(Saved entries)

- - -

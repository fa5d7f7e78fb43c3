//! Core-data HTTP client
//!
//! Minimal client for the upstream core-data service: publishing new
//! events and acknowledging processed ones. Every request carries the
//! originating correlation id so events stay traceable end to end.

use serde::Deserialize;

use crate::error::{EdgeflowError, Result};
use crate::models::Event;

/// Header carrying the correlation id across services
pub const CORRELATION_HEADER: &str = "X-Correlation-ID";

/// Client for the core-data service API
#[derive(Debug, Clone)]
pub struct CoreDataClient {
    client: reqwest::Client,
    base_url: String,
}

#[derive(Deserialize)]
struct VersionResponse {
    version: String,
}

impl CoreDataClient {
    /// Create a client for the service at `base_url` (scheme://host:port).
    pub fn new(base_url: impl Into<String>) -> Self {
        Self {
            client: reqwest::Client::new(),
            base_url: base_url.into(),
        }
    }

    /// Publish a new event; returns the id core-data assigned.
    pub async fn add_event(&self, event: &Event, correlation_id: &str) -> Result<String> {
        let response = self
            .client
            .post(format!("{}/api/v1/event", self.base_url))
            .header(CORRELATION_HEADER, correlation_id)
            .json(event)
            .send()
            .await?
            .error_for_status()?;

        Ok(response.text().await?)
    }

    /// Mark the event with `event_id` as pushed.
    pub async fn mark_pushed(&self, event_id: &str, correlation_id: &str) -> Result<()> {
        self.client
            .put(format!("{}/api/v1/event/id/{event_id}", self.base_url))
            .header(CORRELATION_HEADER, correlation_id)
            .send()
            .await?
            .error_for_status()?;
        Ok(())
    }

    /// Mark the CBOR-encoded event with `checksum` as pushed.
    pub async fn mark_pushed_by_checksum(
        &self,
        checksum: &str,
        correlation_id: &str,
    ) -> Result<()> {
        self.client
            .put(format!(
                "{}/api/v1/event/checksum/{checksum}",
                self.base_url
            ))
            .header(CORRELATION_HEADER, correlation_id)
            .send()
            .await?
            .error_for_status()?;
        Ok(())
    }

    /// Fetch the service's reported version string.
    pub async fn get_version(&self) -> Result<String> {
        let response: VersionResponse = self
            .client
            .get(format!("{}/api/v1/version", self.base_url))
            .send()
            .await?
            .error_for_status()?
            .json()
            .await?;

        if response.version.is_empty() {
            return Err(EdgeflowError::Server(
                "core-data version response missing 'version'".to_string(),
            ));
        }
        Ok(response.version)
    }
}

- - -

Assignment
Your answer should be an exact transcription of the data above.

Answer to the exercise
repository fa5d7f7e78fb43c3
//! Core-data HTTP client
//!
//! Minimal client for the upstream core-data service: publishing new
//! events and acknowledging processed ones. Every request carries the
//! originating correlation id so events stay traceable end to end.

use serde::Deserialize;

use crate::error::{EdgeflowError, Result};
use crate::models::Event;

/// Header carrying the correlation id across services
pub const CORRELATION_HEADER: &str = "X-Correlation-ID";

/// Client for the core-data service API
#[derive(Debug, Clone)]
pub struct CoreDataClient {
    client: reqwest::Client,
    base_url: String,
}

#[derive(Deserialize)]
struct VersionResponse {
    version: String,
}

impl CoreDataClient {
    /// Create a client for the service at `base_url` (scheme://host:port).
    pub fn new(base_url: impl Into<String>) -> Self {
        Self {
            client: reqwest::Client::new(),
            base_url: base_url.into(),
        }
    }

    /// Publish a new event; returns the id core-data assigned.
    pub async fn add_event(&self, event: &Event, correlation_id: &str) -> Result<String> {
        let response = self
            .client
            .post(format!("{}/api/v1/event", self.base_url))
            .header(CORRELATION_HEADER, correlation_id)
            .json(event)
            .send()
            .await?
            .error_for_status()?;

        Ok(response.text().await?)
    }

    /// Mark the event with `event_id` as pushed.
    pub async fn mark_pushed(&self, event_id: &str, correlation_id: &str) -> Result<()> {
        self.client
            .put(format!("{}/api/v1/event/id/{event_id}", self.base_url))
            .header(CORRELATION_HEADER, correlation_id)
            .send()
            .await?
            .error_for_status()?;
        Ok(())
    }

    /// Mark the CBOR-encoded event with `checksum` as pushed.
    pub async fn mark_pushed_by_checksum(
        &self,
        checksum: &str,
        correlation_id: &str,
    ) -> Result<()> {
        self.client
            .put(format!(
                "{}/api/v1/event/checksum/{checksum}",
                self.base_url
            ))
            .header(CORRELATION_HEADER, correlation_id)
            .send()
            .await?
            .error_for_status()?;
        Ok(())
    }

    /// Fetch the service's reported version string.
    pub async fn get_version(&self) -> Result<String> {
        let response: VersionResponse = self
            .client
            .get(format!("{}/api/v1/version", self.base_url))
            .send()
            .await?
            .error_for_status()?
            .json()
            .await?;

        if response.version.is_empty() {
            return Err(EdgeflowError::Server(
                "core-data version response missing 'version'".to_string(),
            ));
        }
        Ok(response.version)
    }
}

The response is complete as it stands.